> Input records
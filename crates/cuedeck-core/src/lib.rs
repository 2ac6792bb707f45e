//! Cuedeck Core - Automation Engine
//!
//! This crate provides the execution side of Cuedeck's timeline
//! automations, including:
//! - Registry: handler registration under `(namespace, kind)` keys
//! - Executor: runs timeline trees with offset branches and flows
//! - Queue: named FIFO run queues with pause, resume, and history
//! - Dispatch: the single entry point triggers and APIs start runs through
//! - Events: broadcast stream of run and operation lifecycle events
//! - Import: legacy flat operation list conversion
//!
//! The document model itself lives in `cuedeck-model`; this crate only
//! executes it.

#![forbid(unsafe_code)]
#![warn(missing_docs)]

pub mod dispatch;
pub mod error;
pub mod events;
pub mod executor;
pub mod import;
pub mod queue;
pub mod registry;
pub mod run;
pub mod template;

pub use dispatch::{Dispatcher, StartOptions};
pub use error::{Error, Result};
pub use events::{EngineEvent, EventBus};
pub use executor::TimelineExecutor;
pub use import::{import_legacy, ImportOptions, LegacyEntry};
pub use queue::{
    PendingSnapshot, QueueConfig, QueueManager, QueueSnapshot, RunQueue, RunningSnapshot,
};
pub use registry::{
    DurationHint, FlowBranch, FlowHandler, HandlerEntry, OperationHandler, OperationRegistry,
};
pub use run::{
    ContextView, FailureKind, Run, RunContext, RunFailure, RunHandle, RunOutcome, RunRecord,
    RunSource,
};
pub use template::{MustacheLiteResolver, PassthroughResolver, TemplateError, TemplateResolver};
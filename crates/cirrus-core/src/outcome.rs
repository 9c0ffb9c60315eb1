use std::fmt;

use serde::{Deserialize, Serialize};
use serde_json::{json, Value};

#[derive(Debug, Clone, Copy, PartialEq, Eq)]
pub enum CommandGroup {
    Metadata,
    Tools,
}

impl fmt::Display for CommandGroup {
    fn fmt(&self, f: &mut fmt::Formatter<'_>) -> fmt::Result {
        let name = match self {
            CommandGroup::Metadata => "metadata",
            CommandGroup::Tools => "tools",
        };
        f.write_str(name)
    }
}

#[derive(Clone, Copy, Debug)]
pub struct CommandInfo {
    pub group: CommandGroup,
    pub name: &'static str,
}

impl CommandInfo {
    #[must_use]
    pub const fn new(group: CommandGroup, name: &'static str) -> Self {
        Self { group, name }
    }
}

#[derive(Debug, Clone, Serialize, Deserialize, PartialEq, Eq)]
pub enum CommandStatus {
    Ok,
    UserError,
    Failure,
}

impl CommandStatus {
    #[must_use]
    pub fn exit_code(&self) -> i32 {
        match self {
            CommandStatus::Ok => 0,
            CommandStatus::UserError => 1,
            CommandStatus::Failure => 2,
        }
    }
}

#[derive(Debug, Clone, Serialize, Deserialize)]
pub struct ExecutionOutcome {
    pub status: CommandStatus,
    pub message: String,
    #[serde(default)]
    pub details: Value,
}

impl ExecutionOutcome {
    pub fn success(message: impl Into<String>, details: Value) -> Self {
        Self {
            status: CommandStatus::Ok,
            message: message.into(),
            details,
        }
    }

    pub fn failure(message: impl Into<String>, details: Value) -> Self {
        Self {
            status: CommandStatus::Failure,
            message: message.into(),
            details,
        }
    }

    pub fn user_error(message: impl Into<String>, details: Value) -> Self {
        Self {
            status: CommandStatus::UserError,
            message: message.into(),
            details,
        }
    }
}

#[must_use]
pub fn to_json_response(info: CommandInfo, outcome: &ExecutionOutcome) -> Value {
    let status = match outcome.status {
        CommandStatus::Ok => "ok",
        CommandStatus::UserError => "user-error",
        CommandStatus::Failure => "error",
    };
    let details = match &outcome.details {
        Value::Object(_) => outcome.details.clone(),
        Value::Null => json!({}),
        other => json!({ "value": other }),
    };
    json!({
        "status": status,
        "message": format_status_message(info, &outcome.message),
        "details": details,
    })
}

#[must_use]
pub fn format_status_message(info: CommandInfo, message: &str) -> String {
    let prefix = format!("cirrus {} {}", info.group, info.name);
    if message.is_empty() {
        prefix
    } else if message.starts_with(&prefix) {
        message.to_string()
    } else {
        format!("{prefix}: {message}")
    }
}
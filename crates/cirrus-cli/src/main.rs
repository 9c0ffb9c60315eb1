use atty::Stream;
use cirrus_core::{
    CommandContext, CommandGroup, CommandInfo, ExecutionOutcome, GlobalOptions,
    MetadataListRequest, MetadataSaveRequest, ToolsEnsureRequest,
};
use cirrus_domain::api::MetadataFilter;
use clap::Parser;
use color_eyre::Result;
use serde_json::{json, Value};

mod cli;
mod style;

use cli::{CirrusCli, CommandGroupCli, FilterArgs, MetadataCommand, ToolsCommand};
use style::Style;

fn main() -> Result<()> {
    color_eyre::install()?;

    let cli = CirrusCli::parse();
    init_tracing(cli.trace, cli.verbose);

    let global = GlobalOptions {
        quiet: cli.quiet,
        verbose: cli.verbose,
        trace: cli.trace,
        json: cli.json,
    };

    let info = command_info(&cli.command);
    let outcome = match CommandContext::new(&global) {
        Ok(ctx) => dispatch(&ctx, &cli.command)?,
        Err(err) => environment_outcome(&err),
    };
    let code = emit_output(&cli, info, &outcome)?;

    if code == 0 {
        Ok(())
    } else {
        std::process::exit(code);
    }
}

fn init_tracing(trace: bool, verbose: u8) {
    let level = if trace {
        "trace"
    } else {
        match verbose {
            0 => "info",
            1 => "debug",
            _ => "trace",
        }
    };

    let filter = format!("cirrus_core={level},cirrus_store={level},cirrus={level}");
    let subscriber = tracing_subscriber::fmt()
        .with_env_filter(filter)
        .with_writer(std::io::stderr)
        .with_target(false)
        .with_level(true)
        .finish();

    let _ = tracing::subscriber::set_global_default(subscriber);
}

fn command_info(command: &CommandGroupCli) -> CommandInfo {
    match command {
        CommandGroupCli::Metadata(sub) => CommandInfo::new(
            CommandGroup::Metadata,
            match sub {
                MetadataCommand::Refresh => "refresh",
                MetadataCommand::List(_) => "list",
                MetadataCommand::Search(_) => "search",
                MetadataCommand::Save(_) => "save",
            },
        ),
        CommandGroupCli::Tools(ToolsCommand::Ensure(_)) => {
            CommandInfo::new(CommandGroup::Tools, "ensure")
        }
    }
}

fn filter_from(args: &FilterArgs) -> MetadataFilter {
    MetadataFilter {
        region: args.region.clone().unwrap_or_default(),
        series: args.series.clone(),
        arches: args.arches.clone(),
        stream: args.stream.clone().unwrap_or_default(),
        ..MetadataFilter::default()
    }
}

fn dispatch(ctx: &CommandContext, command: &CommandGroupCli) -> Result<ExecutionOutcome> {
    let outcome = match command {
        CommandGroupCli::Metadata(MetadataCommand::Refresh) => cirrus_core::metadata_refresh(ctx),
        CommandGroupCli::Metadata(MetadataCommand::List(args)) => {
            let request = MetadataListRequest {
                filter: filter_from(args),
            };
            cirrus_core::metadata_list(ctx, &request)
        }
        CommandGroupCli::Metadata(MetadataCommand::Search(args)) => {
            let request = MetadataListRequest {
                filter: filter_from(args),
            };
            cirrus_core::metadata_search(ctx, &request)
        }
        CommandGroupCli::Metadata(MetadataCommand::Save(args)) => {
            let request = MetadataSaveRequest {
                path: args.path.clone(),
            };
            cirrus_core::metadata_save(ctx, &request)
        }
        CommandGroupCli::Tools(ToolsCommand::Ensure(args)) => {
            let request = ToolsEnsureRequest {
                series: args.series.clone(),
                arch: args.arch.clone(),
            };
            cirrus_core::tools_ensure(ctx, &request)
        }
    };
    outcome.map_err(|err| color_eyre::eyre::eyre!("{err:?}"))
}

fn environment_outcome(err: &anyhow::Error) -> ExecutionOutcome {
    ExecutionOutcome::user_error(
        "cannot load the environment",
        json!({
            "code": cirrus_core::diagnostics::commands::GENERIC,
            "reason": "environment",
            "error": format!("{err:#}"),
            "hint": "Point CIRRUS_ENVIRONMENT at a valid environment manifest.",
        }),
    )
}

fn emit_output(cli: &CirrusCli, info: CommandInfo, outcome: &ExecutionOutcome) -> Result<i32> {
    let code = outcome.status.exit_code();
    let style = Style::new(cli.no_color, atty::is(Stream::Stdout));

    if cli.json {
        let payload = cirrus_core::to_json_response(info, outcome);
        println!("{}", serde_json::to_string_pretty(&payload)?);
    } else if !cli.quiet {
        let message = cirrus_core::format_status_message(info, &outcome.message);
        println!("{}", style.status(&outcome.status, &message));
        if let Some(hint) = hint_from_details(&outcome.details) {
            println!("{}", style.info(&format!("Hint: {hint}")));
        }
        for line in render_details(&style, info, &outcome.details) {
            println!("{line}");
        }
    }

    Ok(code)
}

fn hint_from_details(details: &Value) -> Option<&str> {
    details
        .as_object()
        .and_then(|map| map.get("hint"))
        .and_then(Value::as_str)
}

fn render_details(style: &Style, info: CommandInfo, details: &Value) -> Vec<String> {
    let mut lines = Vec::new();
    for message in details
        .get("unavailable")
        .and_then(Value::as_array)
        .into_iter()
        .flatten()
        .filter_map(Value::as_str)
    {
        lines.push(style.info(&format!("skipped: {message}")));
    }
    for failure in details
        .get("failures")
        .and_then(Value::as_array)
        .into_iter()
        .flatten()
        .filter_map(Value::as_str)
    {
        lines.push(format!("  {failure}"));
    }
    match (info.group, info.name) {
        (CommandGroup::Metadata, "list") => {
            for group in details
                .get("groups")
                .and_then(Value::as_array)
                .into_iter()
                .flatten()
            {
                let source = group.get("source").and_then(Value::as_str).unwrap_or("-");
                lines.push(style.heading(source));
                let records = group.get("records").and_then(Value::as_array);
                lines.extend(record_table(records.map(Vec::as_slice).unwrap_or_default()));
            }
        }
        (CommandGroup::Metadata, "search") => {
            let records = details.get("records").and_then(Value::as_array);
            lines.extend(record_table(records.map(Vec::as_slice).unwrap_or_default()));
        }
        _ => {}
    }
    lines
}

fn record_table(records: &[Value]) -> Vec<String> {
    const COLUMNS: [&str; 5] = ["artifact_id", "region", "series", "arch", "stream"];
    let rows: Vec<Vec<&str>> = records
        .iter()
        .map(|record| {
            COLUMNS
                .iter()
                .map(|column| record.get(*column).and_then(Value::as_str).unwrap_or("-"))
                .collect()
        })
        .collect();
    let mut widths = COLUMNS.map(str::len);
    for row in &rows {
        for (width, cell) in widths.iter_mut().zip(row) {
            *width = (*width).max(cell.len());
        }
    }
    rows.iter()
        .map(|row| {
            let cells: Vec<String> = row
                .iter()
                .zip(widths)
                .map(|(cell, width)| format!("{cell:<width$}"))
                .collect();
            format!("  {}", cells.join("  ").trim_end())
        })
        .collect()
}
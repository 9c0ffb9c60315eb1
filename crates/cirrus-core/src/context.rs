use std::sync::Arc;

use anyhow::Result;

use crate::config::{GlobalOptions, Settings};
use crate::effects::{Effects, SharedEffects, SystemEffects};

pub struct CommandContext<'a> {
    pub global: &'a GlobalOptions,
    settings: Settings,
    effects: SharedEffects,
}

impl<'a> CommandContext<'a> {
    /// Creates a context backed by the local collaborators.
    ///
    /// # Errors
    /// Returns an error if settings or the environment manifest cannot be loaded.
    pub fn new(global: &'a GlobalOptions) -> Result<Self> {
        let settings = Settings::from_env()?;
        let effects: SharedEffects = Arc::new(SystemEffects::from_settings(&settings)?);
        Ok(Self::with_effects(global, settings, effects))
    }

    #[must_use]
    pub fn with_effects(global: &'a GlobalOptions, settings: Settings, effects: SharedEffects) -> Self {
        Self {
            global,
            settings,
            effects,
        }
    }

    pub fn effects(&self) -> &dyn Effects {
        self.effects.as_ref()
    }

    pub fn settings(&self) -> &Settings {
        &self.settings
    }
}
use cirrus_domain::api::{BuiltArtifact, LookupConstraint, ToolBinary};

use crate::aggregate::aggregate_tools;
use crate::effects::Effects;
use crate::errors::ToolsError;
use crate::tools::build::build_on_demand;
use crate::tools::select::{select_tools, SelectionPolicy};

#[derive(Clone, Debug, PartialEq, Eq)]
pub struct ToolsRequest {
    pub series: String,
    pub arch: Option<String>,
}

impl ToolsRequest {
    #[must_use]
    pub fn new(series: impl Into<String>, arch: Option<String>) -> Self {
        Self {
            series: series.into(),
            arch,
        }
    }
}

/// Published binaries chosen for the bootstrap, plus anything built because an
/// architecture had nothing published.
#[derive(Clone, Debug, Default)]
pub struct ToolsSelection {
    pub binaries: Vec<ToolBinary>,
    pub built: Vec<BuiltArtifact>,
}

/// Picks the agent tools a bootstrap of `request.series` should use.
///
/// An explicit architecture must be supported by the environment; this is checked
/// before any source is consulted. Building is only attempted by dev CLIs when no
/// agent version is pinned, and only for the host's own architecture.
pub fn resolve_tools(
    effects: &dyn Effects,
    request: &ToolsRequest,
) -> Result<ToolsSelection, ToolsError> {
    let provider = effects.provider();
    let config = provider.config();
    let supported = provider
        .supported_architectures()
        .map_err(|err| ToolsError::environment("getting supported architectures", &err))?;
    let unsupported = |arch: &str| ToolsError::ArchitectureUnsupported {
        environment: config.name.clone(),
        provider_type: config.provider_type.clone(),
        arch: arch.to_string(),
    };
    if let Some(arch) = &request.arch {
        if !supported.contains(arch) {
            return Err(unsupported(arch));
        }
    }

    let cli = effects.host().cli_version();
    let policy = SelectionPolicy::for_cli(
        &cli.number,
        config.development,
        config.agent_version,
        &request.series,
        request.arch.clone(),
    );
    let sources = provider
        .tools_data_sources()
        .map_err(|err| ToolsError::environment("getting tools data sources", &err))?;
    let mut constraint = LookupConstraint::default().with_series(request.series.clone());
    if let Some(arch) = &request.arch {
        constraint = constraint.with_arch(arch.clone());
    }
    let available = aggregate_tools(effects.transport(), &sources, &constraint).records;
    let binaries = select_tools(&available, &policy);
    tracing::debug!(
        series = %request.series,
        available = available.len(),
        selected = binaries.len(),
        newest_wins = policy.newest_wins,
        "tools resolved"
    );

    let missing = match &request.arch {
        Some(arch) if !binaries.iter().any(|tools| &tools.arch == arch) => Some(arch.clone()),
        Some(_) => None,
        None if binaries.is_empty() => Some(
            effects
                .host()
                .host_arch()
                .map_err(|err| ToolsError::environment("detecting host architecture", &err))?,
        ),
        None => None,
    };
    let Some(target) = missing else {
        return Ok(ToolsSelection {
            binaries,
            built: Vec::new(),
        });
    };

    let build_permitted = cli.number.is_dev() && config.agent_version.is_none();
    if !build_permitted {
        return Err(ToolsError::NoMatchingTools {
            series: request.series.clone(),
            arch: request.arch.clone(),
            version: config.agent_version.unwrap_or(cli.number),
        });
    }
    if !supported.contains(&target) {
        return Err(unsupported(&target));
    }
    let host = effects
        .host()
        .host_arch()
        .map_err(|err| ToolsError::environment("detecting host architecture", &err))?;
    if host != target {
        return Err(ToolsError::HostArchitectureIncompatible { target, host });
    }
    let built = build_on_demand(effects.builder(), &cli, &request.series, &target)?;
    Ok(ToolsSelection {
        binaries,
        built: vec![built],
    })
}
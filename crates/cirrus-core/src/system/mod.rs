//! Local implementations of the collaborator traits.

mod builder;
mod host;
mod provider;
mod store;
mod transport;

pub use builder::TarballBuilder;
pub use host::SystemHost;
pub use provider::ManifestProvider;
pub use store::{ArchiveToolsStorage, FileCatalogStore};
pub use transport::LocalTransport;
//! Data model shared by the cirrus catalog crates.

pub mod arch;
pub mod cloud;
pub mod environ;
pub mod record;
pub mod series;
pub mod source;
pub mod tools;
pub mod version;

pub mod api {
    pub use crate::cloud::{CloudSpec, LookupConstraint, Scope};
    pub use crate::environ::EnvironConfig;
    pub use crate::record::{
        CatalogRecord, IdentityKey, MetadataFilter, PublishedImage, CUSTOM_SOURCE,
        DEFAULT_STREAM,
    };
    pub use crate::source::{sort_by_priority, DataSource, SourceKind};
    pub use crate::tools::{storage_name, BuiltArtifact, ToolBinary, VersionConstraint};
    pub use crate::version::{Binary, Number, VersionError};
}

pub use api::*;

> Task to complete
Wherever the word "Serialize" occurs in the data above, copy the line it sits in.

> Written solution
use serde::{Deserialize, Serialize};
#[derive(Debug, Clone, Serialize, Deserialize, PartialEq, Eq)]
#[derive(Debug, Clone, Serialize, Deserialize)]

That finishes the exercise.